Ayons de l’ambition ! Il est plus qu’inadmissible que nous soyons aujourd’hui rendus à baisser la vitesse commerciale d’exploitation parce que le réseau n’a pas été entretenu ou modernisé. Nous sommes à l’os, alors que, en parallèle, nos voisins européens se lancent dans des dispositifs innovants, comme la digitalisation de leur réseau, opérant une maintenance prédictive par le biais de capteurs pour intervenir avant que le matériel ne casse et ne mette le réseau à l’arrêt.

Le réchauffement climatique met de plus nos infrastructures ferroviaires à rude épreuve.
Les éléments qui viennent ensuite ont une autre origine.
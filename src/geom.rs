//! Integer and floating boxes, affine maps, and the bounding-box helpers used
//! when a PSF footprint is pushed through a local linear map.
//!
//! # Conventions
//!
//! - Pixel `(x, y)` has its centre at integer coordinates; `x` runs along
//!   columns, `y` along rows.
//! - A kernel image is centred on the origin: its box spans negative and
//!   positive coordinates and pixel `(0, 0)` is the kernel centre.

use crate::{Matrix2, Point2, Vector2};

/// Tolerance applied before rounding transformed extents outward, so that an
/// identity map does not grow a box by a pixel through round-off.
const EXTENT_EPSILON: f64 = 1e-9;

/// Integer pixel rectangle: minimum corner plus extent.
#[derive(Debug, Clone, Copy, PartialEq, Eq, Hash)]
pub struct Box2I {
    pub min_x: i32,
    pub min_y: i32,
    width: usize,
    height: usize,
}

impl Box2I {
    pub fn new(min_x: i32, min_y: i32, width: usize, height: usize) -> Self {
        Self {
            min_x,
            min_y,
            width,
            height,
        }
    }

    /// Box of the given size centred on the origin.
    ///
    /// Odd sizes are symmetric; even sizes put the extra pixel on the negative side.
    pub fn centered(width: usize, height: usize) -> Self {
        Self::new(-(width as i32 / 2), -(height as i32 / 2), width, height)
    }

    pub fn width(&self) -> usize {
        self.width
    }

    pub fn height(&self) -> usize {
        self.height
    }

    pub fn max_x(&self) -> i32 {
        self.min_x + self.width as i32 - 1
    }

    pub fn max_y(&self) -> i32 {
        self.min_y + self.height as i32 - 1
    }

    pub fn area(&self) -> usize {
        self.width * self.height
    }

    pub fn is_empty(&self) -> bool {
        self.width == 0 || self.height == 0
    }

    pub fn contains(&self, x: i32, y: i32) -> bool {
        x >= self.min_x && x <= self.max_x() && y >= self.min_y && y <= self.max_y()
    }

    /// Shift the box by an integer offset.
    pub fn shifted(&self, dx: i32, dy: i32) -> Self {
        Self::new(self.min_x + dx, self.min_y + dy, self.width, self.height)
    }

    /// Grow the box by `pad` pixels on every side.
    pub fn grown(&self, pad: usize) -> Self {
        Self::new(
            self.min_x - pad as i32,
            self.min_y - pad as i32,
            self.width + 2 * pad,
            self.height + 2 * pad,
        )
    }

    /// Pixel-centre corners, in counter-clockwise order from the minimum corner.
    pub fn corners(&self) -> [Point2; 4] {
        let (x0, y0) = (self.min_x as f64, self.min_y as f64);
        let (x1, y1) = (self.max_x() as f64, self.max_y() as f64);
        [
            Point2::new(x0, y0),
            Point2::new(x1, y0),
            Point2::new(x1, y1),
            Point2::new(x0, y1),
        ]
    }
}

/// Floating-point rectangle, used for kernel validity domains.
#[derive(Debug, Clone, Copy, PartialEq)]
pub struct Box2D {
    pub min: Point2,
    pub max: Point2,
}

impl Box2D {
    pub fn new(min: Point2, max: Point2) -> Self {
        Self { min, max }
    }

    pub fn contains(&self, p: Point2) -> bool {
        p.x >= self.min.x && p.x <= self.max.x && p.y >= self.min.y && p.y <= self.max.y
    }
}

/// Affine map `p -> linear * p + translation`.
///
/// This is the local linearization of a coordinate transform at a point;
/// it is recomputed for every evaluation and never cached across positions.
#[derive(Debug, Clone, Copy, PartialEq)]
pub struct AffineTransform {
    pub linear: Matrix2,
    pub translation: Vector2,
}

impl AffineTransform {
    pub fn new(linear: Matrix2, translation: Vector2) -> Self {
        Self {
            linear,
            translation,
        }
    }

    pub fn identity() -> Self {
        Self::new(Matrix2::identity(), Vector2::zeros())
    }

    /// Pure linear map with no translation.
    pub fn linear(linear: Matrix2) -> Self {
        Self::new(linear, Vector2::zeros())
    }

    /// The affine map that agrees with a transform whose derivative at `point`
    /// is `jacobian` and which sends `point` to `image`.
    pub fn tangent(point: Point2, image: Point2, jacobian: Matrix2) -> Self {
        Self::new(jacobian, image.coords - jacobian * point.coords)
    }

    pub fn apply(&self, p: Point2) -> Point2 {
        Point2::from(self.linear * p.coords + self.translation)
    }

    /// Inverse map, or `None` if the linear part is singular.
    pub fn inverted(&self) -> Option<Self> {
        let inv = self.linear.try_inverse()?;
        Some(Self::new(inv, -(inv * self.translation)))
    }

    /// Composition applying `self` first, then `next`.
    pub fn then(&self, next: &AffineTransform) -> Self {
        Self::new(
            next.linear * self.linear,
            next.linear * self.translation + next.translation,
        )
    }

    pub fn determinant(&self) -> f64 {
        self.linear.determinant()
    }
}

/// Largest singular value of a 2×2 matrix.
pub fn operator_norm(m: &Matrix2) -> f64 {
    // Closed form for 2x2: sqrt of the largest eigenvalue of M^T M.
    let mtm = m.transpose() * m;
    let tr = mtm.trace();
    let det = mtm.determinant();
    let disc = (0.25 * tr * tr - det).max(0.0).sqrt();
    (0.5 * tr + disc).sqrt()
}

/// Smallest origin-symmetric integer box that encloses the pixel-centre
/// corners of `src` after mapping them through `forward`.
///
/// The warped kernel image and `compute_bbox` both size themselves with this
/// function, which is what keeps their dimensions identical.
pub fn transformed_bbox(src: &Box2I, forward: &Matrix2) -> Box2I {
    let (mut x_rad, mut y_rad) = (0.0f64, 0.0f64);
    for c in src.corners() {
        let v = forward * c.coords;
        x_rad = x_rad.max(v.x.abs());
        y_rad = y_rad.max(v.y.abs());
    }
    let x_rad = (x_rad - EXTENT_EPSILON).ceil().max(0.0) as usize;
    let y_rad = (y_rad - EXTENT_EPSILON).ceil().max(0.0) as usize;
    Box2I::new(
        -(x_rad as i32),
        -(y_rad as i32),
        2 * x_rad + 1,
        2 * y_rad + 1,
    )
}

/// Split a floating position into its nearest integer pixel and the residual
/// in `[-0.5, 0.5)`.
pub fn position_to_index(v: f64) -> (i32, f64) {
    let index = (v + 0.5).floor();
    (index as i32, v - index)
}

#[cfg(test)]
mod tests {
    use super::*;

    #[test]
    fn test_centered_box() {
        let b = Box2I::centered(15, 15);
        assert_eq!((b.min_x, b.max_x()), (-7, 7));
        let b = Box2I::centered(16, 9);
        assert_eq!((b.min_x, b.max_x()), (-8, 7));
        assert_eq!((b.min_y, b.max_y()), (-4, 4));
    }

    #[test]
    fn test_identity_bbox_unchanged() {
        let src = Box2I::centered(21, 11);
        let dst = transformed_bbox(&src, &Matrix2::identity());
        assert_eq!(dst, src);
    }

    #[test]
    fn test_rotated_bbox_grows() {
        let src = Box2I::centered(11, 11);
        let theta = std::f64::consts::FRAC_PI_4;
        let (s, c) = theta.sin_cos();
        let rot = Matrix2::new(c, -s, s, c);
        let dst = transformed_bbox(&src, &rot);
        // Corner (5,5) rotates to (0, 7.07), so the radius becomes 8.
        assert_eq!(dst.width(), 17);
        assert_eq!(dst.height(), 17);
    }

    #[test]
    fn test_affine_inverse_roundtrip() {
        let t = AffineTransform::new(Matrix2::new(1.1, 0.2, -0.1, 0.9), Vector2::new(3.0, -4.0));
        let inv = t.inverted().unwrap();
        let p = Point2::new(12.5, -7.25);
        let back = inv.apply(t.apply(p));
        assert!((back - p).norm() < 1e-12);
        let composed = t.then(&inv);
        assert!((composed.apply(p) - p).norm() < 1e-12);
    }

    #[test]
    fn test_singular_affine() {
        let t = AffineTransform::linear(Matrix2::new(1.0, 2.0, 2.0, 4.0));
        assert!(t.inverted().is_none());
    }

    #[test]
    fn test_operator_norm() {
        let m = Matrix2::new(3.0, 0.0, 0.0, -2.0);
        assert!((operator_norm(&m) - 3.0).abs() < 1e-12);
        assert!((operator_norm(&Matrix2::identity()) - 1.0).abs() < 1e-12);
    }

    #[test]
    fn test_position_to_index() {
        assert_eq!(position_to_index(0.0), (0, 0.0));
        let (i, r) = position_to_index(5.7);
        assert_eq!(i, 6);
        assert!((r + 0.3).abs() < 1e-12);
        let (i, r) = position_to_index(-2.5);
        assert_eq!(i, -2);
        assert!((r + 0.5).abs() < 1e-12);
    }
}
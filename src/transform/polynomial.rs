//! Polynomial distortion transform.
//!
//! Models a smooth 2D distortion with polynomial correction terms:
//!
//! ```text
//! x_distorted = x + s · Σ A_pq · u^p · v^q     (1 ≤ p+q ≤ order)
//! y_distorted = y + s · Σ B_pq · u^p · v^q
//! ```
//!
//! where `u = x / s`, `v = y / s` and `s` is a normalization scale that keeps
//! the coefficients well conditioned. Linear terms are included, so the model
//! covers small rotations, shears and scale changes as well as curvature.
//!
//! The inverse has no closed form and is found by Newton iteration using the
//! analytic Jacobian.

use crate::error::{PsfError, Result};
use crate::geom::AffineTransform;
use crate::{Matrix2, Point2};

use super::CoordinateTransform;

/// Maximum Newton iterations for the inverse.
const MAX_INVERSE_ITERATIONS: usize = 50;
/// Convergence tolerance for the inverse, in pixels.
const INVERSE_TOLERANCE: f64 = 1e-10;

/// Polynomial distortion, undistorted → distorted.
#[derive(Debug, Clone)]
pub struct PolynomialTransform {
    /// Polynomial order (1..=6 typically).
    pub order: u32,
    /// Normalization scale: coordinates are divided by this before evaluation.
    pub scale: f64,
    /// x correction coefficients, indexed by [`coeff_index`].
    pub a_coeffs: Vec<f64>,
    /// y correction coefficients, indexed by [`coeff_index`].
    pub b_coeffs: Vec<f64>,
}

impl PolynomialTransform {
    /// Create a polynomial transform.
    ///
    /// Both coefficient vectors must have exactly `num_coeffs(order)` elements.
    pub fn new(order: u32, scale: f64, a_coeffs: Vec<f64>, b_coeffs: Vec<f64>) -> Self {
        let n = num_coeffs(order);
        assert_eq!(a_coeffs.len(), n, "a_coeffs length mismatch");
        assert_eq!(b_coeffs.len(), n, "b_coeffs length mismatch");
        Self {
            order,
            scale,
            a_coeffs,
            b_coeffs,
        }
    }

    /// Identity transform of the given order.
    pub fn zero(order: u32, scale: f64) -> Self {
        let n = num_coeffs(order);
        Self::new(order, scale, vec![0.0; n], vec![0.0; n])
    }

    /// Set the (p, q) coefficients of both axes.
    pub fn with_term(mut self, p: u32, q: u32, a: f64, b: f64) -> Self {
        let i = coeff_index(p, q);
        self.a_coeffs[i] = a;
        self.b_coeffs[i] = b;
        self
    }

    /// Returns `true` if all coefficients are zero.
    pub fn is_zero(&self) -> bool {
        self.a_coeffs.iter().all(|&c| c == 0.0) && self.b_coeffs.iter().all(|&c| c == 0.0)
    }

    /// Forward Jacobian at an undistorted point.
    pub fn jacobian(&self, p: Point2) -> Matrix2 {
        let u = p.x / self.scale;
        let v = p.y / self.scale;
        let (ax, ay) = eval_poly_gradient(&self.a_coeffs, self.order, u, v);
        let (bx, by) = eval_poly_gradient(&self.b_coeffs, self.order, u, v);
        Matrix2::new(1.0 + ax, ay, bx, 1.0 + by)
    }
}

impl CoordinateTransform for PolynomialTransform {
    fn apply_forward(&self, p: Point2) -> Point2 {
        let u = p.x / self.scale;
        let v = p.y / self.scale;
        let dx = eval_poly(&self.a_coeffs, self.order, u, v);
        let dy = eval_poly(&self.b_coeffs, self.order, u, v);
        Point2::new(p.x + dx * self.scale, p.y + dy * self.scale)
    }

    fn apply_inverse(&self, target: Point2) -> Result<Point2> {
        let tol = INVERSE_TOLERANCE * target.coords.norm().max(1.0);
        let mut x = target;
        for _ in 0..MAX_INVERSE_ITERATIONS {
            let residual = self.apply_forward(x) - target;
            let jinv = self
                .jacobian(x)
                .try_inverse()
                .ok_or_else(|| PsfError::geometry(target, "polynomial Jacobian is singular"))?;
            let step = jinv * residual;
            x -= step;
            if !x.x.is_finite() || !x.y.is_finite() {
                break;
            }
            if step.norm() < tol {
                return Ok(x);
            }
        }
        Err(PsfError::geometry(
            target,
            "polynomial inverse did not converge",
        ))
    }

    fn linearize_at(&self, p: Point2) -> AffineTransform {
        AffineTransform::tangent(p, self.apply_forward(p), self.jacobian(p))
    }
}

// ── Polynomial term helpers ─────────────────────────────────────────────────

/// Number of polynomial coefficients for the given order.
///
/// Terms are (p, q) with 1 ≤ p+q ≤ order:
///   order 1: 2 terms  (1,0),(0,1)
///   order 2: 5 terms  + (2,0),(1,1),(0,2)
///   order 3: 9 terms  + (3,0),(2,1),(1,2),(0,3)
pub fn num_coeffs(order: u32) -> usize {
    (1..=order).map(|s| (s + 1) as usize).sum()
}

/// Map (p, q) with 1 ≤ p+q ≤ order to a flat index.
///
/// Terms are enumerated in order of increasing sum, then decreasing p:
///   sum=1: (1,0)=0, (0,1)=1
///   sum=2: (2,0)=2, (1,1)=3, (0,2)=4
///   sum=3: (3,0)=5, (2,1)=6, (1,2)=7, (0,3)=8
pub fn coeff_index(p: u32, q: u32) -> usize {
    let s = p + q;
    assert!(s >= 1, "p+q must be >= 1");
    num_coeffs(s - 1) + (s - p) as usize
}

/// Enumerate all (p, q) pairs for the given order.
pub fn term_pairs(order: u32) -> Vec<(u32, u32)> {
    let mut pairs = Vec::with_capacity(num_coeffs(order));
    for s in 1..=order {
        for p in (0..=s).rev() {
            pairs.push((p, s - p));
        }
    }
    pairs
}

/// Evaluate Σ c_i · x^p_i · y^q_i.
fn eval_poly(coeffs: &[f64], order: u32, x: f64, y: f64) -> f64 {
    term_pairs(order)
        .into_iter()
        .zip(coeffs)
        .map(|((p, q), c)| c * x.powi(p as i32) * y.powi(q as i32))
        .sum()
}

/// Partial derivatives (∂/∂x, ∂/∂y) of Σ c_i · x^p_i · y^q_i.
fn eval_poly_gradient(coeffs: &[f64], order: u32, x: f64, y: f64) -> (f64, f64) {
    let mut gx = 0.0;
    let mut gy = 0.0;
    for ((p, q), c) in term_pairs(order).into_iter().zip(coeffs) {
        if p > 0 {
            gx += c * p as f64 * x.powi(p as i32 - 1) * y.powi(q as i32);
        }
        if q > 0 {
            gy += c * q as f64 * x.powi(p as i32) * y.powi(q as i32 - 1);
        }
    }
    (gx, gy)
}
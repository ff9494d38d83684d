//! Spatially invariant kernel backed by a stored image.

use rkyv::{Archive, Deserialize, Serialize};

use crate::error::{PsfError, Result};
use crate::image::{normalize_weights, Image};
use crate::persistence;
use crate::Point2;

use super::{check_size, Kernel};

/// Kernel whose weights are a fixed image.
///
/// The stored pixels need not be normalized; `fill_weights` normalizes a copy.
#[derive(Debug, Clone, PartialEq)]
pub struct FixedKernel {
    width: usize,
    height: usize,
    pixels: Vec<f64>,
}

impl FixedKernel {
    /// Kernel from row-major pixels.
    pub fn new(width: usize, height: usize, pixels: Vec<f64>) -> Result<Self> {
        check_size(width, height)?;
        if pixels.len() != width * height {
            return Err(PsfError::unsupported_size(
                width,
                height,
                format!("pixel buffer has {} values", pixels.len()),
            ));
        }
        Ok(Self {
            width,
            height,
            pixels,
        })
    }

    /// Kernel from an image; the image origin is ignored and the kernel
    /// centre is the middle pixel.
    pub fn from_image(image: &Image) -> Result<Self> {
        Self::new(image.width(), image.height(), image.data().to_vec())
    }

    pub fn pixels(&self) -> &[f64] {
        &self.pixels
    }

    /// Resized copy: cropped or zero-padded about the kernel centre.
    pub fn resized_fixed(&self, width: usize, height: usize) -> Result<Self> {
        check_size(width, height)?;
        let (ocx, ocy) = (self.width as i64 / 2, self.height as i64 / 2);
        let (ncx, ncy) = (width as i64 / 2, height as i64 / 2);
        let mut pixels = vec![0.0; width * height];
        for row in 0..height {
            let src_row = row as i64 - ncy + ocy;
            if src_row < 0 || src_row >= self.height as i64 {
                continue;
            }
            for col in 0..width {
                let src_col = col as i64 - ncx + ocx;
                if src_col < 0 || src_col >= self.width as i64 {
                    continue;
                }
                pixels[row * width + col] =
                    self.pixels[src_row as usize * self.width + src_col as usize];
            }
        }
        if pixels.iter().all(|&p| p == 0.0) {
            return Err(PsfError::unsupported_size(
                width,
                height,
                "resized kernel keeps no non-zero weight",
            ));
        }
        Self::new(width, height, pixels)
    }

    pub(crate) fn to_record(&self) -> FixedKernelRecord {
        FixedKernelRecord {
            width: self.width as u32,
            height: self.height as u32,
            pixels: self.pixels.clone(),
        }
    }

    pub(crate) fn from_record(record: &FixedKernelRecord) -> Result<Self> {
        Self::new(
            record.width as usize,
            record.height as usize,
            record.pixels.clone(),
        )
    }

    /// Read a kernel back from [`Kernel::to_bytes`] output.
    pub fn from_bytes(bytes: &[u8]) -> Result<Self> {
        let record: FixedKernelRecord = persistence::decode_fixed_kernel(bytes)?;
        Self::from_record(&record)
    }
}

impl Kernel for FixedKernel {
    fn dimensions(&self) -> (usize, usize) {
        (self.width, self.height)
    }

    fn is_spatially_varying(&self) -> bool {
        false
    }

    fn fill_weights(&self, out: &mut [f64], _position: Point2) -> Result<()> {
        out.copy_from_slice(&self.pixels);
        normalize_weights(out)?;
        Ok(())
    }

    fn resized(&self, width: usize, height: usize) -> Result<Box<dyn Kernel>> {
        Ok(Box::new(self.resized_fixed(width, height)?))
    }

    fn clone_kernel(&self) -> Box<dyn Kernel> {
        Box::new(self.clone())
    }

    fn persistence_name(&self) -> &'static str {
        "FixedKernel"
    }

    fn to_bytes(&self) -> Option<Vec<u8>> {
        persistence::encode_fixed_kernel(&self.to_record()).ok()
    }
}

/// Serialized form of a [`FixedKernel`].
#[derive(Debug, Clone, PartialEq, Archive, Serialize, Deserialize)]
pub struct FixedKernelRecord {
    pub width: u32,
    pub height: u32,
    pub pixels: Vec<f64>,
}

#[cfg(test)]
mod tests {
    use super::*;
    use crate::kernel::compute_kernel_image;

    fn box_kernel() -> FixedKernel {
        // 3x3 with a bright centre
        FixedKernel::new(3, 3, vec![1.0, 1.0, 1.0, 1.0, 4.0, 1.0, 1.0, 1.0, 1.0]).unwrap()
    }

    #[test]
    fn test_fill_normalizes() {
        let k = box_kernel();
        let im = compute_kernel_image(&k, Point2::new(10.0, 10.0)).unwrap();
        assert!((im.sum() - 1.0).abs() < 1e-15);
        assert_eq!(im.get(0, 0), Some(4.0 / 12.0));
        assert_eq!(im.x0(), -1);
    }

    #[test]
    fn test_resize_pads_about_center() {
        let k = box_kernel().resized_fixed(5, 5).unwrap();
        assert_eq!(k.dimensions(), (5, 5));
        assert_eq!(k.pixels()[12], 4.0);
        assert_eq!(k.pixels()[0], 0.0);
        assert_eq!(k.pixels().iter().sum::<f64>(), 12.0);
    }

    #[test]
    fn test_resize_crops_about_center() {
        let k = box_kernel().resized_fixed(1, 1).unwrap();
        assert_eq!(k.pixels(), &[4.0]);
    }

    #[test]
    fn test_resize_zero_is_unsupported() {
        let err = box_kernel().resized_fixed(0, 3).unwrap_err();
        assert!(matches!(err, PsfError::UnsupportedSize { .. }));
    }

    #[test]
    fn test_huge_size_is_allocation_error() {
        let k = box_kernel();
        // Overflows usize, then merely too many pixels.
        for (w, h) in [(1 << 33, 1 << 33), (usize::MAX, 2), (1 << 20, 1 << 20)] {
            let err = k.resized_fixed(w, h).unwrap_err();
            assert_eq!(err, PsfError::Allocation { width: w, height: h });
        }
        let err = FixedKernel::new(1 << 33, 1 << 33, vec![1.0; 9]).unwrap_err();
        assert!(matches!(err, PsfError::Allocation { .. }));
    }

    #[test]
    fn test_bytes_roundtrip() {
        let k = box_kernel();
        let bytes = k.to_bytes().unwrap();
        assert_eq!(FixedKernel::from_bytes(&bytes).unwrap(), k);
    }
}
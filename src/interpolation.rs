//! Sub-pixel resampling of PSF images.
//!
//! Two operations are provided:
//!
//! - [`warp_linear`]: fill a destination box by mapping each destination
//!   pixel through a linear map into the source image and interpolating there.
//! - [`offset_image`]: shift an image by a sub-pixel amount, keeping its size.
//!
//! Source pixels outside the image read as zero, so a preimage that falls
//! farther than the interpolation radius from the source support yields zero.

use std::f64::consts::PI;

use crate::error::Result;
use crate::geom::Box2I;
use crate::image::Image;
use crate::Matrix2;

/// Interpolation kernel used for resampling.
#[derive(Debug, Clone, Copy, PartialEq, Eq)]
pub enum Interpolation {
    /// Linear interpolation in both axes (2×2 taps).
    Bilinear,
    /// Lanczos kernel of the given order (2n×2n taps).
    Lanczos(usize),
}

impl Default for Interpolation {
    fn default() -> Self {
        Interpolation::Lanczos(5)
    }
}

impl Interpolation {
    /// Half-width of the kernel support in pixels.
    pub fn radius(&self) -> usize {
        match self {
            Interpolation::Bilinear => 1,
            Interpolation::Lanczos(order) => (*order).max(1),
        }
    }

    /// Kernel weight at distance `d` (pixels) from the sample point.
    pub fn weight(&self, d: f64) -> f64 {
        match self {
            Interpolation::Bilinear => (1.0 - d.abs()).max(0.0),
            Interpolation::Lanczos(_) => lanczos(d, self.radius() as f64),
        }
    }

    /// Fill `weights` with the taps for sampling at `pos`, returning the
    /// index of the first tap. Taps sum to 1 so flat regions stay flat.
    fn taps(&self, pos: f64, weights: &mut [f64]) -> i64 {
        let r = self.radius() as i64;
        let base = pos.floor() as i64;
        let first = base - r + 1;
        for (i, w) in weights.iter_mut().enumerate() {
            *w = self.weight(pos - (first + i as i64) as f64);
        }
        let total: f64 = weights.iter().sum();
        if total != 0.0 {
            weights.iter_mut().for_each(|w| *w /= total);
        }
        first
    }
}

/// Windowed sinc: `sinc(x) * sinc(x / a)` for `|x| < a`, zero beyond.
fn lanczos(x: f64, a: f64) -> f64 {
    if x.abs() < 1e-12 {
        return 1.0;
    }
    if x.abs() >= a {
        return 0.0;
    }
    let pi_x = PI * x;
    let pi_x_a = pi_x / a;
    (pi_x.sin() / pi_x) * (pi_x_a.sin() / pi_x_a)
}

/// Reusable tap buffers for point sampling.
struct Sampler {
    interpolation: Interpolation,
    wx: Vec<f64>,
    wy: Vec<f64>,
}

impl Sampler {
    fn new(interpolation: Interpolation) -> Self {
        let n = 2 * interpolation.radius();
        Self {
            interpolation,
            wx: vec![0.0; n],
            wy: vec![0.0; n],
        }
    }

    /// Interpolate `src` at array coordinates `(sx, sy)`.
    fn sample(&mut self, src: &Image, sx: f64, sy: f64) -> f64 {
        let (w, h) = (src.width() as i64, src.height() as i64);
        let r = self.interpolation.radius() as f64;
        if sx <= -r || sy <= -r || sx >= (w - 1) as f64 + r || sy >= (h - 1) as f64 + r {
            return 0.0;
        }
        let first_x = self.interpolation.taps(sx, &mut self.wx);
        let first_y = self.interpolation.taps(sy, &mut self.wy);

        let mut sum = 0.0;
        for (j, &wy) in self.wy.iter().enumerate() {
            let py = first_y + j as i64;
            if wy == 0.0 || py < 0 || py >= h {
                continue;
            }
            let row = src.row(py as usize);
            for (i, &wx) in self.wx.iter().enumerate() {
                let px = first_x + i as i64;
                if px < 0 || px >= w {
                    continue;
                }
                sum += row[px as usize] * wx * wy;
            }
        }
        sum
    }
}

/// Resample `src` onto `dest_bbox`.
///
/// `dest_to_src` maps destination parent coordinates to source parent
/// coordinates; both frames share the origin (the PSF centre).
pub fn warp_linear(
    src: &Image,
    dest_to_src: &Matrix2,
    dest_bbox: Box2I,
    interpolation: Interpolation,
) -> Result<Image> {
    let mut out = Image::new(dest_bbox)?;
    let mut sampler = Sampler::new(interpolation);
    let (sx0, sy0) = (src.x0() as f64, src.y0() as f64);

    for row in 0..dest_bbox.height() {
        let y = (dest_bbox.min_y + row as i32) as f64;
        for col in 0..dest_bbox.width() {
            let x = (dest_bbox.min_x + col as i32) as f64;
            let sx = dest_to_src[(0, 0)] * x + dest_to_src[(0, 1)] * y - sx0;
            let sy = dest_to_src[(1, 0)] * x + dest_to_src[(1, 1)] * y - sy0;
            *out.at_mut(col, row) = sampler.sample(src, sx, sy);
        }
    }
    Ok(out)
}

/// Shift `src` by `(dx, dy)` pixels: output pixel `i` takes the value the
/// source has at `i - d`. Size and origin are unchanged.
pub fn offset_image(src: &Image, dx: f64, dy: f64, interpolation: Interpolation) -> Result<Image> {
    let n = 2 * interpolation.radius();
    let mut wx = vec![0.0; n];
    let mut wy = vec![0.0; n];
    // The fractional part of (i - d) is the same for every pixel, so the taps
    // are computed once relative to pixel 0.
    let first_x = interpolation.taps(-dx, &mut wx);
    let first_y = interpolation.taps(-dy, &mut wy);

    let (w, h) = (src.width(), src.height());
    let mut tmp = Image::new(src.bbox())?;
    for row in 0..h {
        let line = src.row(row);
        for col in 0..w {
            let mut v = 0.0;
            for (k, &wk) in wx.iter().enumerate() {
                let px = col as i64 + first_x + k as i64;
                if px >= 0 && (px as usize) < w {
                    v += wk * line[px as usize];
                }
            }
            *tmp.at_mut(col, row) = v;
        }
    }

    let mut out = Image::new(src.bbox())?;
    for row in 0..h {
        for col in 0..w {
            let mut v = 0.0;
            for (k, &wk) in wy.iter().enumerate() {
                let py = row as i64 + first_y + k as i64;
                if py >= 0 && (py as usize) < h {
                    v += wk * tmp.at(col, py as usize);
                }
            }
            *out.at_mut(col, row) = v;
        }
    }
    Ok(out)
}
Les équipements doivent être adaptés et homologués face à ces changements.

Alors que la SNCF est déjà à la peine pour entretenir son réseau en raison du manque de soutien de l’État, je comprends qu’il paraisse inconcevable de mettre en place des dispositifs innovants, de développer ou de redévelopper le train de nuit, le fret et l’intermodalité.

Je citerai, par exemple, l’abandon de deux plateformes trimodales connectées au réseau ferré pour le projet de canal Seine-Nord. Que d’argent public et de possibilités de développement économique gâchés !

De manière plus globale, Jean-Pierre Farandou, président-directeur général de la SNCF, que la commission de l’aménagement du territoire et du développement durable a reçu à plusieurs reprises, évalue les besoins de la SNCF à 100 milliards d’euros sur quinze ans.

Une grande loi de programmation ferroviaire de planification et d’évaluation des besoins annuels au long cours s’impose. Au lieu de cela, par le contrat de performance 2021-2030, le Gouvernement a renforcé la règle d’or de SNCF Réseau, contraignant sa capacité d’endettement et l’obligeant à réaliser des efforts de productivité inatteignables.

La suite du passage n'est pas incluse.